**WHAT TO DO:** Exactly as it appears, restate the whole listing.

**RECORDED DATA:**

++++++++

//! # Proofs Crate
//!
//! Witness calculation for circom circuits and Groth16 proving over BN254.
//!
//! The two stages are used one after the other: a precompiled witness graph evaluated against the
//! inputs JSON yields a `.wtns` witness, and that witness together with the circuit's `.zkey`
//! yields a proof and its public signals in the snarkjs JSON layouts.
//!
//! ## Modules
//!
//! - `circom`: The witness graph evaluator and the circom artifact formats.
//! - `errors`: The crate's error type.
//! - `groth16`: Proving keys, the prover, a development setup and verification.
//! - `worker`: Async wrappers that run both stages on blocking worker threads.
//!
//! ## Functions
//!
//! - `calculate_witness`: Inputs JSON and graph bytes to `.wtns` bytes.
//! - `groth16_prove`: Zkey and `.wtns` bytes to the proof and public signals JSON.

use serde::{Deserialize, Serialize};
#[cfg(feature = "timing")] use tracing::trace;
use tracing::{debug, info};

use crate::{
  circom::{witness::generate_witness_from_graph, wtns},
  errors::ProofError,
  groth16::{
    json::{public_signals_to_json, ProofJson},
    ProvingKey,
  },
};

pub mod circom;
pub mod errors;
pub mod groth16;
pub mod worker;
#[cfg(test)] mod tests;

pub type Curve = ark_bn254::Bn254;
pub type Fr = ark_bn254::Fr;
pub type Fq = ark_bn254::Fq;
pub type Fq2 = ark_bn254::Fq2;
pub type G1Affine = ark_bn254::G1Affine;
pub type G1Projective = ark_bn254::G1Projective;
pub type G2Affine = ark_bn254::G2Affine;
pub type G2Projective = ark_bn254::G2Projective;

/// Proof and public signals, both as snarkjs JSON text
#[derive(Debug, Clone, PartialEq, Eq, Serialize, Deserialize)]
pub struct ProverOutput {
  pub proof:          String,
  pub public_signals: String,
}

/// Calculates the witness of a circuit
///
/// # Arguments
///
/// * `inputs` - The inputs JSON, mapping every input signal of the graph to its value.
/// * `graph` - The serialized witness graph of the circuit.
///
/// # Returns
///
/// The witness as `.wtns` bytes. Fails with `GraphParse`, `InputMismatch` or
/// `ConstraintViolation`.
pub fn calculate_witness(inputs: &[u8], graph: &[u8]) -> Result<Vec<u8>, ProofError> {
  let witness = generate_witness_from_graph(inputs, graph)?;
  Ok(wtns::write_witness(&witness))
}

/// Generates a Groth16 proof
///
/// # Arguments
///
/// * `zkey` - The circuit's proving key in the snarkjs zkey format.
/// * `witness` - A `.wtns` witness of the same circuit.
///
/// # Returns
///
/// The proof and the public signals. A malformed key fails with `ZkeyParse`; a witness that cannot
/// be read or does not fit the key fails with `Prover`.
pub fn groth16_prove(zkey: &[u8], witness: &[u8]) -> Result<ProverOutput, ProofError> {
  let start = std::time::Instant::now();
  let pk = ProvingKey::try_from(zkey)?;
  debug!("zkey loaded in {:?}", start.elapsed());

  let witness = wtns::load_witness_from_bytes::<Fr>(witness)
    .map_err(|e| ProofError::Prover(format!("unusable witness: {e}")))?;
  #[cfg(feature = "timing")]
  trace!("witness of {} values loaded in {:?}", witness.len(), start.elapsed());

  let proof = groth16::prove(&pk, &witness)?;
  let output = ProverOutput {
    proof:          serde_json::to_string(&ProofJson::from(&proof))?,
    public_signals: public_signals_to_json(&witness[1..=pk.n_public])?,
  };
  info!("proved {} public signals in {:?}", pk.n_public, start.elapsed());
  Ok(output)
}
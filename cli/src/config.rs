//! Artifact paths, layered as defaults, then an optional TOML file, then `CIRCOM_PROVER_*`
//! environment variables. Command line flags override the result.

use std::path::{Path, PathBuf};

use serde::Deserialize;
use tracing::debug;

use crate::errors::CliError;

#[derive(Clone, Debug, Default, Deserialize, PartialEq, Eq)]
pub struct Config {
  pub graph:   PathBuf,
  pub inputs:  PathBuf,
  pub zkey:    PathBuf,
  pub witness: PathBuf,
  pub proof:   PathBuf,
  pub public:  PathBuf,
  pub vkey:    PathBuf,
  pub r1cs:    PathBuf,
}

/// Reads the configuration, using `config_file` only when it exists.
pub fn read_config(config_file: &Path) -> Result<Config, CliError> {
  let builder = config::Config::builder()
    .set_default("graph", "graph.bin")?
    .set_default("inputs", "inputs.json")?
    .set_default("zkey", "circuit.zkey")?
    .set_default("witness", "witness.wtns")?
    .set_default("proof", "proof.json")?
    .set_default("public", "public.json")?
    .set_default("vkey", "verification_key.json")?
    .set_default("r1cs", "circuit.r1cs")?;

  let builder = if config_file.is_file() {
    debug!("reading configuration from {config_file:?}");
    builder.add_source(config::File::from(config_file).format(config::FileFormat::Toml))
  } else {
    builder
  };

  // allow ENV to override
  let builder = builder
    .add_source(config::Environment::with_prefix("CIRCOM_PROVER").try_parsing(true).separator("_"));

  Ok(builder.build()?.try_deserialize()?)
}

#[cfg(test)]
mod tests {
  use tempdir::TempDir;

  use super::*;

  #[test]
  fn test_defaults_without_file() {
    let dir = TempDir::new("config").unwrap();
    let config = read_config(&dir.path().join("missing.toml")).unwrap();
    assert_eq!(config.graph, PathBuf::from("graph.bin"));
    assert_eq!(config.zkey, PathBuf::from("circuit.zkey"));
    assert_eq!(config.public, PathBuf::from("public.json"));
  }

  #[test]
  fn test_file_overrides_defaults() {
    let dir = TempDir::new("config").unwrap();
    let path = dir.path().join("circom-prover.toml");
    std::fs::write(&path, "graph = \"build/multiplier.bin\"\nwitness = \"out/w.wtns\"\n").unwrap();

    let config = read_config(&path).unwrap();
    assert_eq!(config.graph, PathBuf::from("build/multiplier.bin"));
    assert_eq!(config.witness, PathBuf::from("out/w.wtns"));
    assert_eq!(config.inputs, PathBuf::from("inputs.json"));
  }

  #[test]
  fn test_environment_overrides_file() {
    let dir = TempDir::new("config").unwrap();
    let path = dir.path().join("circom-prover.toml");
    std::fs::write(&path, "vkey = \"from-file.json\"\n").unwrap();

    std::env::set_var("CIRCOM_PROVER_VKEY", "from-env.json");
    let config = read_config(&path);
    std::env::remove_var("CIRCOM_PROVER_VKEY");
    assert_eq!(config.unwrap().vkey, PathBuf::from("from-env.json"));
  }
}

++++++++

**ANSWER BOX:**
//! # Proofs Crate
//!
//! Witness calculation for circom circuits and Groth16 proving over BN254.
//!
//! The two stages are used one after the other: a precompiled witness graph evaluated against the
//! inputs JSON yields a `.wtns` witness, and that witness together with the circuit's `.zkey`
//! yields a proof and its public signals in the snarkjs JSON layouts.
//!
//! ## Modules
//!
//! - `circom`: The witness graph evaluator and the circom artifact formats.
//! - `errors`: The crate's error type.
//! - `groth16`: Proving keys, the prover, a development setup and verification.
//! - `worker`: Async wrappers that run both stages on blocking worker threads.
//!
//! ## Functions
//!
//! - `calculate_witness`: Inputs JSON and graph bytes to `.wtns` bytes.
//! - `groth16_prove`: Zkey and `.wtns` bytes to the proof and public signals JSON.

use serde::{Deserialize, Serialize};
#[cfg(feature = "timing")] use tracing::trace;
use tracing::{debug, info};

use crate::{
  circom::{witness::generate_witness_from_graph, wtns},
  errors::ProofError,
  groth16::{
    json::{public_signals_to_json, ProofJson},
    ProvingKey,
  },
};

pub mod circom;
pub mod errors;
pub mod groth16;
pub mod worker;
#[cfg(test)] mod tests;

pub type Curve = ark_bn254::Bn254;
pub type Fr = ark_bn254::Fr;
pub type Fq = ark_bn254::Fq;
pub type Fq2 = ark_bn254::Fq2;
pub type G1Affine = ark_bn254::G1Affine;
pub type G1Projective = ark_bn254::G1Projective;
pub type G2Affine = ark_bn254::G2Affine;
pub type G2Projective = ark_bn254::G2Projective;

/// Proof and public signals, both as snarkjs JSON text
#[derive(Debug, Clone, PartialEq, Eq, Serialize, Deserialize)]
pub struct ProverOutput {
  pub proof:          String,
  pub public_signals: String,
}

/// Calculates the witness of a circuit
///
/// # Arguments
///
/// * `inputs` - The inputs JSON, mapping every input signal of the graph to its value.
/// * `graph` - The serialized witness graph of the circuit.
///
/// # Returns
///
/// The witness as `.wtns` bytes. Fails with `GraphParse`, `InputMismatch` or
/// `ConstraintViolation`.
pub fn calculate_witness(inputs: &[u8], graph: &[u8]) -> Result<Vec<u8>, ProofError> {
  let witness = generate_witness_from_graph(inputs, graph)?;
  Ok(wtns::write_witness(&witness))
}

/// Generates a Groth16 proof
///
/// # Arguments
///
/// * `zkey` - The circuit's proving key in the snarkjs zkey format.
/// * `witness` - A `.wtns` witness of the same circuit.
///
/// # Returns
///
/// The proof and the public signals. A malformed key fails with `ZkeyParse`; a witness that cannot
/// be read or does not fit the key fails with `Prover`.
pub fn groth16_prove(zkey: &[u8], witness: &[u8]) -> Result<ProverOutput, ProofError> {
  let start = std::time::Instant::now();
  let pk = ProvingKey::try_from(zkey)?;
  debug!("zkey loaded in {:?}", start.elapsed());

  let witness = wtns::load_witness_from_bytes::<Fr>(witness)
    .map_err(|e| ProofError::Prover(format!("unusable witness: {e}")))?;
  #[cfg(feature = "timing")]
  trace!("witness of {} values loaded in {:?}", witness.len(), start.elapsed());

  let proof = groth16::prove(&pk, &witness)?;
  let output = ProverOutput {
    proof:          serde_json::to_string(&ProofJson::from(&proof))?,
    public_signals: public_signals_to_json(&witness[1..=pk.n_public])?,
  };
  info!("proved {} public signals in {:?}", pk.n_public, start.elapsed());
  Ok(output)
}
filename cli/src/config.rs
//! Artifact paths, layered as defaults, then an optional TOML file, then `CIRCOM_PROVER_*`
//! environment variables. Command line flags override the result.

use std::path::{Path, PathBuf};

use serde::Deserialize;
use tracing::debug;

use crate::errors::CliError;

#[derive(Clone, Debug, Default, Deserialize, PartialEq, Eq)]
pub struct Config {
  pub graph:   PathBuf,
  pub inputs:  PathBuf,
  pub zkey:    PathBuf,
  pub witness: PathBuf,
  pub proof:   PathBuf,
  pub public:  PathBuf,
  pub vkey:    PathBuf,
  pub r1cs:    PathBuf,
}

/// Reads the configuration, using `config_file` only when it exists.
pub fn read_config(config_file: &Path) -> Result<Config, CliError> {
  let builder = config::Config::builder()
    .set_default("graph", "graph.bin")?
    .set_default("inputs", "inputs.json")?
    .set_default("zkey", "circuit.zkey")?
    .set_default("witness", "witness.wtns")?
    .set_default("proof", "proof.json")?
    .set_default("public", "public.json")?
    .set_default("vkey", "verification_key.json")?
    .set_default("r1cs", "circuit.r1cs")?;

  let builder = if config_file.is_file() {
    debug!("reading configuration from {config_file:?}");
    builder.add_source(config::File::from(config_file).format(config::FileFormat::Toml))
  } else {
    builder
  };

  // allow ENV to override
  let builder = builder
    .add_source(config::Environment::with_prefix("CIRCOM_PROVER").try_parsing(true).separator("_"));

  Ok(builder.build()?.try_deserialize()?)
}

#[cfg(test)]
mod tests {
  use tempdir::TempDir;

  use super::*;

  #[test]
  fn test_defaults_without_file() {
    let dir = TempDir::new("config").unwrap();
    let config = read_config(&dir.path().join("missing.toml")).unwrap();
    assert_eq!(config.graph, PathBuf::from("graph.bin"));
    assert_eq!(config.zkey, PathBuf::from("circuit.zkey"));
    assert_eq!(config.public, PathBuf::from("public.json"));
  }

  #[test]
  fn test_file_overrides_defaults() {
    let dir = TempDir::new("config").unwrap();
    let path = dir.path().join("circom-prover.toml");
    std::fs::write(&path, "graph = \"build/multiplier.bin\"\nwitness = \"out/w.wtns\"\n").unwrap();

    let config = read_config(&path).unwrap();
    assert_eq!(config.graph, PathBuf::from("build/multiplier.bin"));
    assert_eq!(config.witness, PathBuf::from("out/w.wtns"));
    assert_eq!(config.inputs, PathBuf::from("inputs.json"));
  }

  #[test]
  fn test_environment_overrides_file() {
    let dir = TempDir::new("config").unwrap();
    let path = dir.path().join("circom-prover.toml");
    std::fs::write(&path, "vkey = \"from-file.json\"\n").unwrap();

    std::env::set_var("CIRCOM_PROVER_VKEY", "from-env.json");
    let config = read_config(&path);
    std::env::remove_var("CIRCOM_PROVER_VKEY");
    assert_eq!(config.unwrap().vkey, PathBuf::from("from-env.json"));
  }
}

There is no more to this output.